Dengan pertimbangan bahwa mereka yang terlibat tawuran, adalah para peserta didik yang masih berusia remaja, maka
langkah persuasif dan komprhensif perlu diprioritaskan. Karena penanganan yang
gegabah, tentunya akan merusak masa depan mereka sebagai anak bangsa. Padahal
mereka masih harus duduk di bangku sekolah untuk menerima input, yang tentunya
akan membentuk aspek afektif mereka yang utuh. Bukankah penanganan dengan cara
yang gegabah justru akan melahirkan bentukan-bentukan pelaku kriminal yang
baru.
Dengan
demikian mendudukan para ahli dari berbagai disipilin ilmu pada satu meja untuk
mengkonsep tindakan yang taktis, optimal, efisien dan terpadu adalah cara yang
bijaksana.
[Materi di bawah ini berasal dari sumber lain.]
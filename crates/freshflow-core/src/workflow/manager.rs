//! Background run management.
//!
//! `WorkflowManager` turns a module configuration into a running workflow:
//! it initializes the run's state, then builds and executes the definition on
//! a tokio task. At most `max_concurrent_runs` runs execute at once; the rest
//! wait for a permit. Every run is exposed through a [`RunHandle`] with a
//! live status, cancellation, and a join future.

use std::sync::Arc;
use std::time::Duration;

use freshflow_types::config::EngineConfig;
use freshflow_types::error::RepositoryError;
use freshflow_types::event::WorkflowEvent;
use freshflow_types::module::WorkflowConfig;
use freshflow_types::state::{WorkflowRunStatus, WorkflowState};
use futures_util::Stream;
use thiserror::Error;
use tokio::sync::{Semaphore, watch};
use tokio::task::JoinHandle;
use tokio_util::sync::CancellationToken;
use uuid::Uuid;

use super::builder::GraphBuilder;
use super::definition::WorkflowError;
use super::engine::{EngineError, ExecutionResult, RunObserver, WorkflowEngine};
use super::observer::StateObserver;
use crate::event::{EventBus, Mailbox, event_stream};
use crate::repository::StateStore;

/// Errors surfaced by the manager and by finished runs.
#[derive(Debug, Error)]
pub enum ManagerError {
    /// The configuration could not be turned into a definition.
    #[error(transparent)]
    Build(#[from] WorkflowError),

    /// A task or the declared outputs failed.
    #[error(transparent)]
    Execution(#[from] EngineError),

    #[error("workflow cancelled")]
    Cancelled,

    #[error("state store error: {0}")]
    Repository(#[from] RepositoryError),

    /// The run's task panicked or was aborted.
    #[error("run task failed: {0}")]
    Join(String),
}

// ---------------------------------------------------------------------------
// Run handle
// ---------------------------------------------------------------------------

/// Handle to one background run.
#[derive(Debug)]
pub struct RunHandle {
    workflow_id: String,
    status: watch::Receiver<WorkflowRunStatus>,
    cancel: CancellationToken,
    join: JoinHandle<Result<ExecutionResult, ManagerError>>,
}

impl RunHandle {
    pub fn workflow_id(&self) -> &str {
        &self.workflow_id
    }

    /// Latest run status.
    pub fn status(&self) -> WorkflowRunStatus {
        *self.status.borrow()
    }

    /// A receiver that observes every status change.
    pub fn watch_status(&self) -> watch::Receiver<WorkflowRunStatus> {
        self.status.clone()
    }

    /// Request cancellation. The run ends `FAILED` at its next await point.
    pub fn cancel(&self) {
        self.cancel.cancel();
    }

    /// Wait for the run to finish.
    pub async fn join(self) -> Result<ExecutionResult, ManagerError> {
        self.join
            .await
            .map_err(|e| ManagerError::Join(e.to_string()))?
    }
}

// ---------------------------------------------------------------------------
// Manager
// ---------------------------------------------------------------------------

/// Bounded pool of background workflow runs sharing one engine, state store,
/// and event bus.
pub struct WorkflowManager<S> {
    engine: WorkflowEngine,
    store: Arc<S>,
    bus: Arc<EventBus>,
    permits: Arc<Semaphore>,
    poll_interval: Duration,
}

impl<S: StateStore + 'static> WorkflowManager<S> {
    /// Build a manager whose event bus and run pool are sized by `config`.
    pub fn new(engine: WorkflowEngine, store: Arc<S>, config: &EngineConfig) -> Self {
        Self {
            engine,
            store,
            bus: Arc::new(EventBus::new(config.mailbox_capacity)),
            permits: Arc::new(Semaphore::new(config.max_concurrent_runs.max(1))),
            poll_interval: config.listener_poll_interval(),
        }
    }

    pub fn bus(&self) -> &Arc<EventBus> {
        &self.bus
    }

    /// Start a run under a freshly generated workflow ID.
    pub async fn create_workflow(&self, config: WorkflowConfig) -> Result<RunHandle, ManagerError> {
        self.start_workflow(Uuid::now_v7().to_string(), config).await
    }

    /// Start a run under `workflow_id`.
    ///
    /// Initializes the run's state before returning. Building and validating
    /// the definition happens on the run's task, so configuration errors end
    /// the run `FAILED` rather than failing this call.
    pub async fn start_workflow(
        &self,
        workflow_id: impl Into<String>,
        config: WorkflowConfig,
    ) -> Result<RunHandle, ManagerError> {
        let workflow_id = workflow_id.into();
        let module_ids: Vec<String> = config.modules.keys().cloned().collect();
        self.store.initialize_workflow(&workflow_id, &module_ids).await?;

        let (status_tx, status_rx) = watch::channel(WorkflowRunStatus::Pending);
        let cancel = CancellationToken::new();
        let observer = Arc::new(StateObserver::new(self.store.clone(), self.bus.clone()));

        let run = Run {
            workflow_id: workflow_id.clone(),
            config,
            engine: self.engine.clone(),
            store: self.store.clone(),
            observer,
            permits: self.permits.clone(),
            cancel: cancel.clone(),
            status: status_tx,
        };
        let join = tokio::spawn(run.drive());

        tracing::info!(workflow_id = %workflow_id, "workflow submitted");
        Ok(RunHandle {
            workflow_id,
            status: status_rx,
            cancel,
            join,
        })
    }

    /// Current state of a run.
    pub async fn get_workflow_status(
        &self,
        workflow_id: &str,
    ) -> Result<Option<WorkflowState>, ManagerError> {
        Ok(self.store.get_workflow_status(workflow_id).await?)
    }

    /// Subscribe a raw mailbox to a run's events.
    pub fn subscribe(&self, workflow_id: &str) -> Mailbox {
        self.bus.subscribe(workflow_id)
    }

    /// Live event stream for a run, ending when `cancel` fires.
    pub fn stream_events(
        &self,
        workflow_id: &str,
        cancel: CancellationToken,
    ) -> impl Stream<Item = WorkflowEvent> + Send + 'static {
        event_stream(self.bus.clone(), workflow_id, cancel, self.poll_interval)
    }
}

/// Everything one background run owns.
struct Run<S> {
    workflow_id: String,
    config: WorkflowConfig,
    engine: WorkflowEngine,
    store: Arc<S>,
    observer: Arc<StateObserver<S>>,
    permits: Arc<Semaphore>,
    cancel: CancellationToken,
    status: watch::Sender<WorkflowRunStatus>,
}

impl<S: StateStore + 'static> Run<S> {
    async fn drive(self) -> Result<ExecutionResult, ManagerError> {
        let workflow_id = self.workflow_id.as_str();

        let permit = tokio::select! {
            biased;
            _ = self.cancel.cancelled() => None,
            permit = self.permits.clone().acquire_owned() => permit.ok(),
        };

        let outcome = match permit {
            None => Err(ManagerError::Cancelled),
            Some(_permit) => {
                self.set_status(WorkflowRunStatus::Running).await;
                tokio::select! {
                    biased;
                    _ = self.cancel.cancelled() => Err(ManagerError::Cancelled),
                    result = self.execute() => result,
                }
            }
        };

        match &outcome {
            Ok(result) => {
                self.observer
                    .on_workflow_complete(workflow_id, &result.outputs)
                    .await;
                let _ = self.status.send(WorkflowRunStatus::Completed);
            }
            Err(e) => {
                self.observer
                    .on_workflow_error(workflow_id, &e.to_string())
                    .await;
                let _ = self.status.send(WorkflowRunStatus::Failed);
            }
        }
        outcome
    }

    async fn execute(&self) -> Result<ExecutionResult, ManagerError> {
        let definition = GraphBuilder::new(self.config.clone()).create_workflow_definition()?;
        let observer = self.observer.clone() as Arc<dyn RunObserver>;
        Ok(self
            .engine
            .execute(&self.workflow_id, &definition, vec![observer])
            .await?)
    }

    async fn set_status(&self, status: WorkflowRunStatus) {
        let _ = self.status.send(status);
        if let Err(e) = self
            .store
            .update_workflow_status(&self.workflow_id, status, None)
            .await
        {
            tracing::error!(workflow_id = %self.workflow_id, error = %e, "failed to record workflow status");
        }
    }
}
Dengan cara demikian maka kita mampu memilah mana remaja yang
melakukan tawuran lantaran solidaritas semu, pencarian jati diri atau memang
memiliki potensi crime behaviour yang kuat.
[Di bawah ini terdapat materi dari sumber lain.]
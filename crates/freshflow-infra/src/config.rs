//! Engine configuration loader for Freshflow.
//!
//! Reads `freshflow.toml` from a configuration directory and deserializes it
//! into [`EngineConfig`]. Falls back to defaults when the file is missing or
//! malformed.
//!
//! Loading and reporting are split so a binary can read the file, install
//! its tracing subscriber from the result, and only then log what happened.

use std::path::{Path, PathBuf};

use freshflow_types::config::EngineConfig;
use thiserror::Error;

/// File name looked up inside the configuration directory.
pub const CONFIG_FILE_NAME: &str = "freshflow.toml";

#[derive(Debug, Error)]
pub enum ConfigError {
    #[error("failed to read {}: {source}", .path.display())]
    Read {
        path: PathBuf,
        source: std::io::Error,
    },

    #[error("failed to parse {}: {source}", .path.display())]
    Parse {
        path: PathBuf,
        source: toml::de::Error,
    },
}

/// Read `{config_dir}/freshflow.toml` without logging.
///
/// A missing file is not an error: it yields [`EngineConfig::default()`].
pub async fn try_load_engine_config(config_dir: &Path) -> Result<EngineConfig, ConfigError> {
    let path = config_dir.join(CONFIG_FILE_NAME);

    let content = match tokio::fs::read_to_string(&path).await {
        Ok(content) => content,
        Err(err) if err.kind() == std::io::ErrorKind::NotFound => return Ok(EngineConfig::default()),
        Err(source) => return Err(ConfigError::Read { path, source }),
    };

    toml::from_str(&content).map_err(|source| ConfigError::Parse { path, source })
}

/// Log the outcome of [`try_load_engine_config`] and pick the config to use.
///
/// - Error: logs a warning and returns the default.
/// - `max_concurrent_runs = 0`: logs a warning; runs execute one at a time.
pub fn settle_engine_config(loaded: Result<EngineConfig, ConfigError>) -> EngineConfig {
    match loaded {
        Ok(config) => {
            if config.max_concurrent_runs == 0 {
                tracing::warn!("max_concurrent_runs = 0 in {CONFIG_FILE_NAME}, runs will execute one at a time");
            }
            config
        }
        Err(err) => {
            tracing::warn!("{err}, using defaults");
            EngineConfig::default()
        }
    }
}

/// Load engine configuration from `{config_dir}/freshflow.toml`, logging any
/// problem through the current subscriber.
///
/// - Missing file: returns [`EngineConfig::default()`].
/// - Unreadable or unparsable file: logs a warning and returns the default.
/// - Otherwise returns the parsed config, with unset fields defaulted.
pub async fn load_engine_config(config_dir: &Path) -> EngineConfig {
    settle_engine_config(try_load_engine_config(config_dir).await)
}

#[cfg(test)]
mod tests {
    use super::*;
    use std::time::Duration;
    use tempfile::TempDir;

    #[tokio::test]
    async fn load_engine_config_missing_file_returns_default() {
        let tmp = TempDir::new().unwrap();
        let config = load_engine_config(tmp.path()).await;
        assert_eq!(config.max_concurrent_runs, 4);
        assert_eq!(config.mailbox_capacity, 256);
    }

    #[tokio::test]
    async fn load_engine_config_valid_toml_returns_parsed() {
        let tmp = TempDir::new().unwrap();
        tokio::fs::write(
            tmp.path().join(CONFIG_FILE_NAME),
            r#"
max_concurrent_runs = 8
listener_poll_interval_ms = 200
otel_enabled = true
"#,
        )
        .await
        .unwrap();

        let config = load_engine_config(tmp.path()).await;
        assert_eq!(config.max_concurrent_runs, 8);
        assert_eq!(config.listener_poll_interval(), Duration::from_millis(200));
        assert!(config.otel_enabled);
        assert_eq!(config.mailbox_capacity, 256);
    }

    #[tokio::test]
    async fn load_engine_config_invalid_toml_returns_default() {
        let tmp = TempDir::new().unwrap();
        tokio::fs::write(tmp.path().join(CONFIG_FILE_NAME), "max_concurrent_runs = \"many\"")
            .await
            .unwrap();

        let config = load_engine_config(tmp.path()).await;
        assert_eq!(config.max_concurrent_runs, 4);
    }

    #[tokio::test]
    async fn try_load_reports_parse_error_with_path() {
        let tmp = TempDir::new().unwrap();
        tokio::fs::write(tmp.path().join(CONFIG_FILE_NAME), "mailbox_capacity = [")
            .await
            .unwrap();

        let err = try_load_engine_config(tmp.path()).await.unwrap_err();
        assert!(matches!(err, ConfigError::Parse { .. }));
        assert!(err.to_string().contains(CONFIG_FILE_NAME));
    }

    #[tokio::test]
    async fn try_load_reports_unreadable_file() {
        let tmp = TempDir::new().unwrap();
        // A directory where the file should be cannot be read as text.
        tokio::fs::create_dir(tmp.path().join(CONFIG_FILE_NAME)).await.unwrap();

        let err = try_load_engine_config(tmp.path()).await.unwrap_err();
        assert!(matches!(err, ConfigError::Read { .. }));
        assert_eq!(settle_engine_config(Err(err)).max_concurrent_runs, 4);
    }

    #[tokio::test]
    async fn try_load_missing_file_is_default() {
        let tmp = TempDir::new().unwrap();
        let config = try_load_engine_config(tmp.path()).await.unwrap();
        assert_eq!(config.mailbox_capacity, 256);
    }

    #[test]
    fn settle_keeps_loaded_config() {
        let loaded = EngineConfig {
            max_concurrent_runs: 0,
            json_logs: true,
            ..Default::default()
        };
        let config = settle_engine_config(Ok(loaded));
        assert_eq!(config.max_concurrent_runs, 0);
        assert!(config.json_logs);
    }
}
Namun karena kebanyakan mereka hanya berlatar- belakang solidaritas semu
dan upaya pencarian jati diri, maka tentunya tindakan yang paling berhasil guna
adalah bimbingan kolektif antara pihak orang-tua, lembaga sekolah dan aparat
yang berwajib. Penanganan yang sejuk ini terbukti memang manjur, karena setelah
dilakukan upaya semacam itu, mereka yang beringas di jalan-jalan dalam waktu
yang relatif singkat kembali untuk belajar di kelas masing-masing.
Namun bagaimana penanganan bagi mereka yang telah kelewat batas, dalam
artian menangani peserta didik yang dengan ringan tangan melakukan tindakan
pidana penganiayaan berat pada saat malakukan tawuran. Dalam hal ini sangsi
dengan hukum pidana barulah bisa diterapkan. Itupun hendaknya diterapkan dengan
tidak mengabaikan usia mereka yang masih harus menerima input – input dari
proses pembelajaran yang layak, sesuai dengan umur psikologis mereka.
Lantas
bagaimana upaya ini harus dilakukan, apakah mereka yang menyandang status
narapidana harus kembali ke kalas berkumpul dengan teman-teman mereka lagi.
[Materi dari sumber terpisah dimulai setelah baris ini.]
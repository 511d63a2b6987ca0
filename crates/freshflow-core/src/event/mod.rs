//! Workflow lifecycle event fan-out.
//!
//! `EventBus` delivers `WorkflowEvent`s to per-workflow listener mailboxes;
//! `event_stream` turns a subscription into a cancellable stream for live
//! listeners.

pub mod bus;
pub mod stream;

pub use bus::{EventBus, Mailbox, MailboxPoll};
pub use stream::event_stream;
Tentunya tindakan ini, adalah tindakan yang kurang bijaksana. Karena justru
pelaku ini dengan dominasinya yang kuat, akan menjadi virus yang berbahaya bagi
teman lainnya. Apalagi usia mereka yang masih muda, adalah usia tang sedang
memasuki fase gampang terpengaruh masukan dari luar.
Khusus untuk penangananan pelaku tindakan kriminal tersebut di atas,
adalah dengan menampung mereka pada satuan pendidikan atau sekolah rehabilitasi
khusus, yang dikelola bersama antara Diknas, Depag , Kepolisian atau lintas
institusi lainnya. Sekolah rehabilitasi ini tentunya mengkonsepkan model
pembelajaran yang penuh inovatif, menarik tapi tidak kalah berbobotnya dengan
sekolah umumnya. Dalam hal ini, para paedogogis yang memang mumpuni di
bidangnya disarankan untuk aktif terlibat di dalamnya.
Penanganan
kedisiplinan yang ketat tapi mendidik, juga perlu diterapkan pada peserta didik
yang sedang merehabilitasi sikap mentalnya yang sudah menyimpang. Sehingga
setelah mereka kembali ke jenjang bangku sekolah yang lebih tinggi mereka akan
membentuk dirinya sendiri menjadi profile pelajar bahkan mahasiswa yang
berpendirian anti tawuran. Semoga saja sekelumit gagasan ini bisa didengar oleh
semua pihak yang berkepentingan dengan penyiapan generasi mendatang yang
handal, inovatif sekaligus berwawasan modern.